With his question, her irritation dissipated. She hesitated for a second before answering with her voice little more than a whisper. “No.”
His expression broke her heart. One touch to his handsome face would help them both through the pain she’d caused. She longed to have his skin touch hers once more, but she didn’t move.
“I have my own personal stalker,” she said to lighten the mood.
The lines around his mouth deepened with a scowl. “I’m not a stalker.”
She quirked an eyebrow. “Your actions tell me something different, Dr. Lartey.”
“It may seem that way, but that’s not what I’m doing.”
“Then what’s going on?”
He crossed both arms over his broad chest. “Miss Aurora Serwaa Aikins, you’ve asked an abundance of questions and now it’s time to get down to mine.”
“All right. I’m surprised you remember my full name.”
“There’s a lot I remember about you, but you’re stalling.”
Her mind wandered back to their time together in South Africa while she thought of what she’d tell him. She smiled before she could stop herself.
“Ora? Are you all right?” He touched her shoulder.
She shook her head trying to clear it, surprised to see him sitting on the couch with her. “Pardon me?”
“Are you okay?”
“I’m fine, why?”
“You seemed a galaxy awa
y.”
“Oh. Lost in a memory. Sorry.”
“What were you remembering?”
“When we first met,” she replied after a slight hesitation.

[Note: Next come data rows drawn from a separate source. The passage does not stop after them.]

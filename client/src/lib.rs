//! Client-side synchronization layer: broker gateway, presence tracking,
//! snapshot fetch, and shared-space coordinate reconciliation.
//!
//! The rendering/input side of an application sits on top of this crate. It
//! receives remote mutations through [`gateway::MessageHandler`] callbacks,
//! submits its own through [`Gateway`], keeps peer positions current with
//! [`PresenceTracker`], and maps between device-local and shared coordinates
//! with [`CoordinateFrame`].

pub mod anchor;
pub mod api;
pub mod gateway;
pub mod presence;

pub use anchor::CoordinateFrame;
pub use api::ApiClient;
pub use gateway::{ConnectionStatus, Gateway, GatewayConfig, GatewayError, MessageHandler};
pub use presence::PresenceTracker;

Jason smiled. “I thought you were one of the most wonderful women I had ever met. I still do.”
This time, the compliment made her stomach flip. “Thanks.”
“I was so nervous that day at the hospital. The strength of my attraction to you seemed unreal. I didn’t want to make a fool of myself, but somehow, I had to see you again. I didn’t care that you were engaged, I had to get to know you.”

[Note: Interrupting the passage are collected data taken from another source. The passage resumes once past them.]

//! Avatar presence — which peers are in the mural and where they stand.
//!
//! DESIGN
//! ======
//! Remote positions arrive as periodic avatar updates; each one doubles as a
//! heartbeat. The tracker keeps the latest position per peer and evicts
//! anyone whose heartbeat goes quiet for longer than the timeout, so a
//! crashed client's avatar does not linger. Explicit disconnect notices
//! remove the avatar immediately.
//!
//! The tracker is pure state driven by injected `Instant`s; the periodic
//! eviction loop lives in [`spawn_sweep`].

use std::collections::HashMap;
use std::sync::Arc;
use std::time::{Duration, Instant};

use glam::Vec3;
use tokio::sync::Mutex;
use tokio::time::MissedTickBehavior;
use tracing::debug;

use protocol::avatar::AvatarData;

/// Heartbeats arrive at roughly 10 Hz; ten seconds of silence means the
/// peer is gone, not slow.
pub const DEFAULT_AVATAR_TIMEOUT: Duration = Duration::from_secs(10);

#[derive(Debug, Clone)]
pub struct RemoteAvatar {
    pub position: Vec3,
    pub username: String,
    last_seen: Instant,
}

pub struct PresenceTracker {
    client_id: String,
    username: String,
    mural_id: u32,
    timeout: Duration,
    avatars: HashMap<String, RemoteAvatar>,
}

impl PresenceTracker {
    #[must_use]
    pub fn new(
        client_id: impl Into<String>,
        username: impl Into<String>,
        mural_id: u32,
        timeout: Duration,
    ) -> Self {
        Self {
            client_id: client_id.into(),
            username: username.into(),
            mural_id,
            timeout,
            avatars: HashMap::new(),
        }
    }

    #[must_use]
    pub fn mural_id(&self) -> u32 {
        self.mural_id
    }

    /// Own presence announcement for the current mural, ready to publish.
    #[must_use]
    pub fn heartbeat(&self, position: Vec3) -> AvatarData {
        self.own_avatar(position)
    }

    /// Record a peer update. Updates for other murals and echoes of this
    /// client's own heartbeat are ignored.
    pub fn on_update(&mut self, avatar: &AvatarData, now: Instant) {
        if avatar.mural_id != self.mural_id || avatar.client_id == self.client_id {
            return;
        }
        self.avatars.insert(
            avatar.client_id.clone(),
            RemoteAvatar {
                position: Vec3::new(avatar.x, avatar.y, avatar.z),
                username: avatar.username.clone(),
                last_seen: now,
            },
        );
    }

    /// Drop a peer on its explicit disconnect notice. Returns whether the
    /// peer was present.
    pub fn on_disconnect(&mut self, client_id: &str) -> bool {
        self.avatars.remove(client_id).is_some()
    }

    /// Evict every peer whose last heartbeat is older than the timeout.
    /// Returns the evicted client ids; an already-evicted peer is never
    /// reported twice.
    pub fn sweep(&mut self, now: Instant) -> Vec<String> {
        let timeout = self.timeout;
        let expired: Vec<String> = self
            .avatars
            .iter()
            .filter(|(_, avatar)| now.duration_since(avatar.last_seen) >= timeout)
            .map(|(client_id, _)| client_id.clone())
            .collect();
        for client_id in &expired {
            self.avatars.remove(client_id);
        }
        expired
    }

    /// Move to another mural: forgets all tracked peers and returns the
    /// disconnect notice to publish on the old mural's topic. `None` when
    /// already there.
    pub fn switch_mural(&mut self, mural_id: u32) -> Option<AvatarData> {
        if mural_id == self.mural_id {
            return None;
        }
        let notice = self.own_avatar(Vec3::ZERO);
        self.mural_id = mural_id;
        self.avatars.clear();
        Some(notice)
    }

    /// Forget every tracked peer without leaving the mural.
    pub fn clear(&mut self) {
        self.avatars.clear();
    }

    #[must_use]
    pub fn get(&self, client_id: &str) -> Option<&RemoteAvatar> {
        self.avatars.get(client_id)
    }

    #[must_use]
    pub fn avatars(&self) -> &HashMap<String, RemoteAvatar> {
        &self.avatars
    }

    #[must_use]
    pub fn len(&self) -> usize {
        self.avatars.len()
    }

    #[must_use]
    pub fn is_empty(&self) -> bool {
        self.avatars.is_empty()
    }

    fn own_avatar(&self, position: Vec3) -> AvatarData {
        AvatarData {
            client_id: self.client_id.clone(),
            x: position.x,
            y: position.y,
            z: position.z,
            username: self.username.clone(),
            mural_id: self.mural_id,
        }
    }
}

/// Periodic eviction loop. Skips missed ticks rather than bursting after a
/// stall, so a resumed process does not mass-evict on stale timing.
pub fn spawn_sweep(
    tracker: Arc<Mutex<PresenceTracker>>,
    period: Duration,
) -> tokio::task::JoinHandle<()> {
    tokio::spawn(async move {
        let mut interval = tokio::time::interval(period);
        interval.set_missed_tick_behavior(MissedTickBehavior::Skip);
        loop {
            interval.tick().await;
            let evicted = tracker.lock().await.sweep(Instant::now());
            for client_id in evicted {
                debug!(client_id, "presence: peer heartbeat timed out");
            }
        }
    })
}

#[cfg(test)]
#[path = "presence_test.rs"]
mod tests;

Silence loomed like the aftermath of a sonic boom.
He cleared his throat. “But my favourite memory is the last night when we talked until just before the sun came up. We couldn’t have spent the time any better than we did. I wanted to live in those moments forever.”

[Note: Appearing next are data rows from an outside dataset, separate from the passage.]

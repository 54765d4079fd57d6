//! Chunk store — rocksdb-backed persistence for drawing objects.
//!
//! DESIGN
//! ======
//! One database holds every mural, isolated purely by key prefixing: keys are
//! `"{mural}:{x},{y}"`, values are the serialized list of objects currently
//! live in that chunk. The engine allows exactly one open handle per path
//! (a LOCK file guards it), so the process opens once at startup and shares
//! the handle. Reads return owned buffers; no caller ever holds an
//! engine-owned allocation.
//!
//! ERROR HANDLING
//! ==============
//! An absent key is an empty chunk, not an error. Engine I/O failures and
//! undecodable values surface as `StoreError` for the caller to decide on —
//! the store never retries silently.

use std::path::Path;

use rocksdb::{DBWithThreadMode, Direction, IteratorMode, MultiThreaded, Options};

use protocol::command::{ChunkPos, ObjectRecord};
use protocol::envelope::ErrorCode;

// =============================================================================
// TYPES
// =============================================================================

#[derive(Debug, thiserror::Error)]
pub enum StoreError {
    #[error("storage engine error: {0}")]
    Engine(String),
    #[error("corrupt chunk value at {key}: {reason}")]
    Corrupt { key: String, reason: String },
}

impl From<rocksdb::Error> for StoreError {
    fn from(err: rocksdb::Error) -> Self {
        Self::Engine(err.to_string())
    }
}

impl ErrorCode for StoreError {
    fn error_code(&self) -> &'static str {
        match self {
            Self::Engine(_) => "E_STORAGE",
            Self::Corrupt { .. } => "E_CORRUPT",
        }
    }
}

/// Persistent key-value engine storing per-chunk object lists.
pub struct ChunkStore {
    db: DBWithThreadMode<MultiThreaded>,
}

// =============================================================================
// KEY ENCODING
// =============================================================================

/// Chunk key: `"{mural}:{x},{y}"`. Injective (the `:` separator cannot occur
/// inside either component) and prefix-scannable per mural.
#[must_use]
pub fn chunk_key(mural: u32, pos: ChunkPos) -> String {
    format!("{mural}:{pos}")
}

/// Prefix owned by one mural; every key of that mural and no other starts
/// with it.
#[must_use]
pub fn key_prefix(mural: u32) -> String {
    format!("{mural}:")
}

// =============================================================================
// STORE
// =============================================================================

impl ChunkStore {
    /// Open (creating if missing) the store at `path`.
    ///
    /// # Errors
    ///
    /// Fails if the path is inaccessible or already held by another handle.
    /// Fatal at startup by policy.
    pub fn open(path: &Path) -> Result<Self, StoreError> {
        let mut options = Options::default();
        options.create_if_missing(true);
        let db = DBWithThreadMode::<MultiThreaded>::open(&options, path)?;
        Ok(Self { db })
    }

    /// Read one chunk. Absent keys read as an empty list.
    ///
    /// # Errors
    ///
    /// Returns `Engine` on I/O failure, `Corrupt` if the stored value does
    /// not decode.
    pub fn get(&self, mural: u32, pos: ChunkPos) -> Result<Vec<ObjectRecord>, StoreError> {
        let key = chunk_key(mural, pos);
        let Some(bytes) = self.db.get(key.as_bytes())? else {
            return Ok(Vec::new());
        };
        serde_json::from_slice(&bytes).map_err(|e| StoreError::Corrupt { key, reason: e.to_string() })
    }

    /// Write one chunk's full object list.
    ///
    /// # Errors
    ///
    /// Returns `Engine` on I/O failure.
    pub fn put(&self, mural: u32, pos: ChunkPos, records: &[ObjectRecord]) -> Result<(), StoreError> {
        let key = chunk_key(mural, pos);
        let bytes = serde_json::to_vec(records)
            .map_err(|e| StoreError::Corrupt { key: key.clone(), reason: e.to_string() })?;
        self.db.put(key.as_bytes(), bytes)?;
        Ok(())
    }

    /// Remove a chunk key entirely. Emptied chunks are deleted rather than
    /// kept as empty lists; `get` reports both states identically.
    ///
    /// # Errors
    ///
    /// Returns `Engine` on I/O failure.
    pub fn delete(&self, mural: u32, pos: ChunkPos) -> Result<(), StoreError> {
        self.db.delete(chunk_key(mural, pos).as_bytes())?;
        Ok(())
    }

    /// All chunks of one mural, by forward prefix iteration. Used to build
    /// the full-scene snapshot on mural entry.
    ///
    /// # Errors
    ///
    /// Returns `Engine` on iterator failure, `Corrupt` on undecodable keys
    /// or values.
    pub fn fetch_mural(&self, mural: u32) -> Result<Vec<(ChunkPos, Vec<ObjectRecord>)>, StoreError> {
        let prefix = key_prefix(mural);
        let iter = self
            .db
            .iterator(IteratorMode::From(prefix.as_bytes(), Direction::Forward));

        let mut chunks = Vec::new();
        for item in iter {
            let (key, value) = item?;
            if !key.starts_with(prefix.as_bytes()) {
                break;
            }
            let key_str = String::from_utf8_lossy(&key).into_owned();
            let pos: ChunkPos = key_str[prefix.len()..]
                .parse()
                .map_err(|e: protocol::command::ChunkPosParse| StoreError::Corrupt {
                    key: key_str.clone(),
                    reason: e.to_string(),
                })?;
            let records: Vec<ObjectRecord> = serde_json::from_slice(&value)
                .map_err(|e| StoreError::Corrupt { key: key_str.clone(), reason: e.to_string() })?;
            chunks.push((pos, records));
        }
        Ok(chunks)
    }
}

#[cfg(test)]
#[path = "store_test.rs"]
mod tests;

The raw emotion in his voice rendered her speechless. The night had replayed itself so much in her mind that she’d been sure the DJ of life did it as a punishment. The moment she’d woken up and seen his peaceful sleeping countenance, she realized she’d fallen in love for the first time in her life with the most amazing man in the world.
“You haven’t answered my question. What happened? We were having such a good time.”
Ora shrugged. “My vacation had ended.”
“But you didn’t stay in contact once you were in Ghana. You dropped me.”
“The most important thing was me getting on with my life. You knew I had a man waiting for me.” She feared the intensity in his eyes and looked away. Her gaze met one of her favourite paintings, done by a Ghanaian artist, displaying the bliss of a child splashing in the ocean. The painting didn’t bring about the sense of joy it tended to evoke in her. Instead, she wished the sea in the image could swallow up her pain.
“Is this the same man you never married?”
His question hit a nerve.
She stood and walked to the other side of the hall. The world outside the window ceased to exist. She found herself stuck in memories of sadness and regret. “I had to try to make things work with him. He was my fiancé and I had done him a grave injustice by being with you.”